I start my day by checking my emails, because that is where the day’s reality shows up first. Before I even think about prep, service timing, or what station I will be on, I open my inbox to see what changed overnight. In events and banquet work, one message can shift the entire plan, so I treat email like my first station check. I am not reading casually. I am looking for anything that will affect execution, like last-minute function updates, revised headcounts, timing changes, VIP notes, dietary restrictions, and menu adjustments. If a client has made changes, I need to understand exactly what items are impacted and what mise en place needs to be updated. If the timeline shifts, I adjust priorities immediately, because time is the one thing you cannot recover later. If purchasing flags a supplier issue, I plan substitutions early instead of trying to fix it in the middle of service. If an allergy note comes in, I make sure it is clearly communicated so there is no confusion on the pass.

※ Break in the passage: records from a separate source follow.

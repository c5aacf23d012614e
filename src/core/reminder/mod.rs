//! Lifecycle of interactive check-in reminders.
//!
//! Each dispatched reminder is a [`ReminderPrompt`] that starts Active and
//! becomes Expired exactly once: when its timer fires, when a response shows
//! up at or after its expiry instant, or when a newer reminder has been posted
//! to the same channel. Expired is terminal. Membership in the responded-set is
//! checked and set under the prompt's own lock before the ledger is touched,
//! and rolled back if the ledger append fails.

use chrono::{DateTime, Utc};
use std::collections::{HashMap, HashSet};
use std::sync::Arc;
use std::time::Duration;
use tokio::sync::Mutex;
use tokio::task::AbortHandle;
use tracing::{debug, error, info, warn};
use uuid::Uuid;

use crate::core::ledger::{CheckInStatus, CheckInStore, LedgerError};
use crate::core::messenger::{ChatMessenger, MessageRef, StatusChange};

/// Attempts made to strip the buttons from an expired reminder.
const CLOSE_ATTEMPTS: u32 = 3;
const DEFAULT_CLOSE_BACKOFF: Duration = Duration::from_secs(2);

#[derive(Debug, Clone, Copy, PartialEq, Eq)]
pub enum PromptStatus {
    Active,
    Expired,
}

#[derive(Debug)]
pub struct ReminderPrompt {
    pub id: Uuid,
    pub channel: String,
    pub created_at: DateTime<Utc>,
    pub expires_at: DateTime<Utc>,
    responded: HashSet<String>,
    status: PromptStatus,
    message: Option<MessageRef>,
    closing: bool,
    timer: Option<AbortHandle>,
}

impl ReminderPrompt {
    fn new(id: Uuid, channel: &str, created_at: DateTime<Utc>, timeout: Duration) -> Self {
        let timeout = chrono::Duration::from_std(timeout).unwrap_or(chrono::Duration::zero());
        Self {
            id,
            channel: channel.to_string(),
            created_at,
            expires_at: created_at + timeout,
            responded: HashSet::new(),
            status: PromptStatus::Active,
            message: None,
            closing: false,
            timer: None,
        }
    }

    /// The lazy check must agree with the timer, which fires at `expires_at`.
    fn is_expired_at(&self, at: DateTime<Utc>) -> bool {
        self.status == PromptStatus::Expired || at >= self.expires_at
    }
}

/// Result of a button click against a prompt.
#[derive(Debug, Clone, PartialEq, Eq)]
pub enum ResponseOutcome {
    Accepted(StatusChange),
    AlreadyResponded,
    Expired,
}

#[derive(Debug, thiserror::Error)]
pub enum ReminderError {
    #[error("check-in for {subject} could not be recorded: {source}")]
    Ledger {
        subject: String,
        #[source]
        source: LedgerError,
    },

    #[error("failed to post reminder to {channel}: {reason}")]
    Dispatch { channel: String, reason: String },
}

#[derive(Default)]
struct Registry {
    prompts: HashMap<Uuid, Arc<Mutex<ReminderPrompt>>>,
    active_by_channel: HashMap<String, (Uuid, DateTime<Utc>)>,
}

/// Owner of every outstanding prompt.
#[derive(Clone)]
pub struct ReminderManager {
    registry: Arc<Mutex<Registry>>,
    ledger: Arc<dyn CheckInStore>,
    messenger: Arc<dyn ChatMessenger>,
    timeout: Duration,
    close_backoff: Duration,
}

impl ReminderManager {
    pub fn new(
        ledger: Arc<dyn CheckInStore>,
        messenger: Arc<dyn ChatMessenger>,
        timeout: Duration,
    ) -> Self {
        Self {
            registry: Arc::new(Mutex::new(Registry::default())),
            ledger,
            messenger,
            timeout,
            close_backoff: DEFAULT_CLOSE_BACKOFF,
        }
    }

    pub fn with_close_backoff(mut self, backoff: Duration) -> Self {
        self.close_backoff = backoff;
        self
    }

    /// Post a new reminder to `channel` and start its expiry timer.
    pub async fn send_reminder(&self, channel: &str) -> Result<Uuid, ReminderError> {
        self.dispatch_at(channel, Utc::now()).await
    }

    pub async fn dispatch_at(
        &self,
        channel: &str,
        now: DateTime<Utc>,
    ) -> Result<Uuid, ReminderError> {
        let id = Uuid::new_v4();
        let prompt = Arc::new(Mutex::new(ReminderPrompt::new(
            id,
            channel,
            now,
            self.timeout,
        )));

        // Known before posting so an early click never sees an unknown id. The
        // channel's current reminder stays live until this post has landed.
        self.registry.lock().await.prompts.insert(id, prompt.clone());

        let message = match self.messenger.post_reminder(channel, id, now).await {
            Ok(message) => message,
            Err(e) => {
                self.forget(id).await;
                error!("Error sending reminder to {}: {}", channel, e);
                return Err(ReminderError::Dispatch {
                    channel: channel.to_string(),
                    reason: e.to_string(),
                });
            }
        };

        let expired_in_flight = {
            let mut p = prompt.lock().await;
            p.message = Some(message.clone());
            if !p.closing {
                let manager = self.clone();
                let timeout = self.timeout;
                let timer = tokio::spawn(async move {
                    tokio::time::sleep(timeout).await;
                    manager.expire(id).await;
                });
                p.timer = Some(timer.abort_handle());
            }
            p.closing
        };
        if expired_in_flight {
            // Expired while the post was in flight; the buttons are live now.
            info!("Reminder {} expired before its post landed, closing it", id);
            self.close_with_retry(&message, id).await;
            self.forget(id).await;
            return Ok(id);
        }

        let outdated = {
            let mut reg = self.registry.lock().await;
            if !reg.prompts.contains_key(&id) {
                if let Some(timer) = prompt.lock().await.timer.take() {
                    timer.abort();
                }
                debug!("Reminder {} dropped during shutdown", id);
                return Ok(id);
            }
            match reg.active_by_channel.get(channel).copied() {
                Some((_, current_at)) if current_at > now => Some((id, prompt.clone())),
                previous => {
                    reg.active_by_channel.insert(channel.to_string(), (id, now));
                    previous
                        .and_then(|(old, _)| reg.prompts.get(&old).cloned().map(|p| (old, p)))
                }
            }
        };

        match outdated {
            Some((old_id, old_prompt)) if old_id != id => {
                info!("Reminder {} superseded by {} in {}", old_id, id, channel);
                self.retire(old_id, old_prompt).await;
            }
            Some((_, own)) => {
                info!("Reminder {} landed after a newer one in {}", id, channel);
                self.retire(id, own).await;
                return Ok(id);
            }
            None => {}
        }

        info!(
            "Check-in reminder {} sent to {} (expires in {}s)",
            id,
            channel,
            self.timeout.as_secs()
        );
        Ok(id)
    }

    /// Mark a replaced prompt expired, cancel its timer and close it in the background.
    async fn retire(&self, prompt_id: Uuid, prompt: Arc<Mutex<ReminderPrompt>>) {
        {
            let mut p = prompt.lock().await;
            p.status = PromptStatus::Expired;
            if let Some(timer) = p.timer.take() {
                timer.abort();
            }
        }
        let manager = self.clone();
        tokio::spawn(async move {
            manager.expire(prompt_id).await;
        });
    }

    /// Apply one button click. Unknown prompts are treated as expired.
    pub async fn respond(
        &self,
        prompt_id: Uuid,
        subject: &str,
        status: CheckInStatus,
        arrival: DateTime<Utc>,
    ) -> Result<ResponseOutcome, ReminderError> {
        let prompt = self.registry.lock().await.prompts.get(&prompt_id).cloned();
        let Some(prompt) = prompt else {
            debug!("Response from {} to unknown reminder {}", subject, prompt_id);
            return Ok(ResponseOutcome::Expired);
        };

        let channel = {
            let mut p = prompt.lock().await;
            if p.is_expired_at(arrival) {
                p.status = PromptStatus::Expired;
                return Ok(ResponseOutcome::Expired);
            }
            if !p.responded.insert(subject.to_string()) {
                return Ok(ResponseOutcome::AlreadyResponded);
            }
            p.channel.clone()
        };

        match self.ledger.append(subject, status, arrival).await {
            Ok(event) => Ok(ResponseOutcome::Accepted(StatusChange {
                channel,
                subject: event.subject,
                status: event.status,
                at: event.at,
            })),
            Err(source) => {
                prompt.lock().await.responded.remove(subject);
                error!(
                    "Error recording check-in for {} on reminder {}: {}",
                    subject, prompt_id, source
                );
                Err(ReminderError::Ledger {
                    subject: subject.to_string(),
                    source,
                })
            }
        }
    }

    /// Expire a prompt, strip its buttons, then release it. No-op for prompts
    /// that are unknown or already being closed.
    pub async fn expire(&self, prompt_id: Uuid) {
        let prompt = self.registry.lock().await.prompts.get(&prompt_id).cloned();
        let Some(prompt) = prompt else {
            debug!("Expiry for unknown reminder {} ignored", prompt_id);
            return;
        };

        let (message, sent_at, responses) = {
            let mut p = prompt.lock().await;
            if p.closing {
                return;
            }
            p.closing = true;
            p.status = PromptStatus::Expired;
            (p.message.clone(), p.created_at, p.responded.len())
        };

        if let Some(message) = message {
            self.close_with_retry(&message, prompt_id).await;
        }
        self.forget(prompt_id).await;
        info!(
            "Check-in reminder {} (sent {}) expired with {} response(s)",
            prompt_id, sent_at, responses
        );
    }

    async fn close_with_retry(&self, message: &MessageRef, prompt_id: Uuid) -> bool {
        for attempt in 1..=CLOSE_ATTEMPTS {
            match self
                .messenger
                .close_reminder(message, prompt_id, Utc::now())
                .await
            {
                Ok(()) => return true,
                Err(e) => {
                    warn!(
                        "Closing reminder {} failed (attempt {}/{}): {}",
                        prompt_id, attempt, CLOSE_ATTEMPTS, e
                    );
                    if attempt < CLOSE_ATTEMPTS {
                        tokio::time::sleep(self.close_backoff * attempt).await;
                    }
                }
            }
        }
        error!(
            "Giving up on closing reminder {} after {} attempts",
            prompt_id, CLOSE_ATTEMPTS
        );
        false
    }

    async fn forget(&self, prompt_id: Uuid) {
        let mut reg = self.registry.lock().await;
        reg.prompts.remove(&prompt_id);
        reg.active_by_channel.retain(|_, (id, _)| *id != prompt_id);
    }

    pub async fn active_count(&self) -> usize {
        self.registry.lock().await.prompts.len()
    }

    /// Abort every pending expiry timer and drop all prompts.
    pub async fn shutdown(&self) {
        let prompts: Vec<_> = {
            let mut reg = self.registry.lock().await;
            reg.active_by_channel.clear();
            reg.prompts.drain().map(|(_, p)| p).collect()
        };
        let count = prompts.len();
        for prompt in prompts {
            if let Some(timer) = prompt.lock().await.timer.take() {
                timer.abort();
            }
        }
        info!("Reminder manager shut down ({} prompt(s) dropped)", count);
    }

    #[cfg(test)]
    pub(crate) async fn prompt_snapshot(&self, prompt_id: Uuid) -> Option<(PromptStatus, usize)> {
        let prompt = self.registry.lock().await.prompts.get(&prompt_id).cloned()?;
        let p = prompt.lock().await;
        Some((p.status, p.responded.len()))
    }

    #[cfg(test)]
    pub(crate) async fn timer_handle(&self, prompt_id: Uuid) -> Option<AbortHandle> {
        let prompt = self.registry.lock().await.prompts.get(&prompt_id).cloned()?;
        prompt.lock().await.timer.clone()
    }

    #[cfg(test)]
    pub(crate) async fn has_responded(&self, prompt_id: Uuid, subject: &str) -> bool {
        let prompt = self.registry.lock().await.prompts.get(&prompt_id).cloned();
        match prompt {
            Some(p) => p.lock().await.responded.contains(subject),
            None => false,
        }
    }
}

Once I have the emails under control, I walk into the kitchen and read the room. I check cleanliness, labels, storage, and how the station was left from the previous shift. A kitchen tells the truth quickly, and I do not believe in rushing into prep if the foundation is messy. When the basics are stable, I move into receiving and quality control. I check temperatures, packaging, smell, texture, and counts, because signing off on ingredients is signing off on the standard. After that, I settle into prep mode and build my service through discipline. I portion proteins evenly, reduce sauces properly, skim stocks with patience, pick herbs clean, and set up garnishes so they stay fresh. I stay strict with mise en place because I know what happens when mise is weak: service slows down, stress rises, and mistakes multiply.


Throughout the day, I taste constantly. I taste because seasoning shifts as reductions concentrate, and ingredients behave differently depending on the day. Salt is never finished in one step, and acid needs to be corrected depending on the produce. I keep flavour consistent because consistency is what guests remember, especially when you are cooking for volume. At the same time, I am always managing the gap between plan and reality. Deliveries run late, manpower changes, VIP requests appear without warning, and suddenly the day asks you to adapt. I adjust, I simplify where I need to, and I protect the quality where it matters most. I do not like drama in the kitchen. I prefer calm decisions and clear communication, because a steady chef creates a steady team.
As service approaches, my focus tightens. I check mise en place again, confirm backups, and make sure sauces are held correctly and tools are ready. I prepare the pass like I am preparing a stage. When service begins, time compresses. Tickets come in, plates move out, and the pass becomes the centre of everything. I watch rhythm and standards at the same time. If a station struggles, I support it before it collapses. If a plate is not right, I fix it before it leaves, because once it is out, it is no longer ours to correct. Pressure is part of the job, but I do not use pressure as an excuse to lower standards. Something will always go wrong at some point, a sauce breaks, a plate needs to be remade, an allergy note comes in late, someone drops a tray, and my job is to recover quickly and keep the kitchen moving without losing control.
When service ends, the work changes but it does not stop. I break down my station, label and cool items properly, store everything safely, and reset the kitchen so the next day starts clean. I track wastage because waste is not just money, it is a sign of weak planning. I clean like tomorrow matters, because it does. Then I reflect on the day, what sold fast, what slowed the pass, what was inconsistent, what I can improve, because I do not rely on mood or talent. I rely on systems, and systems keep quality alive even when you are tired. That is my day in the kitchen. It is not glamorous, but it is honest work, and even if guests never see me, they feel the result on the plate.
From 3pm to 5pm, several important meetings take place, including the Chefs’ meeting, Events and Sales meeting, Food Waste meeting, and Banquet Orders meeting. It is crucial to manage these effectively so that my team clearly understands the preparations needed for the following day and the next two days.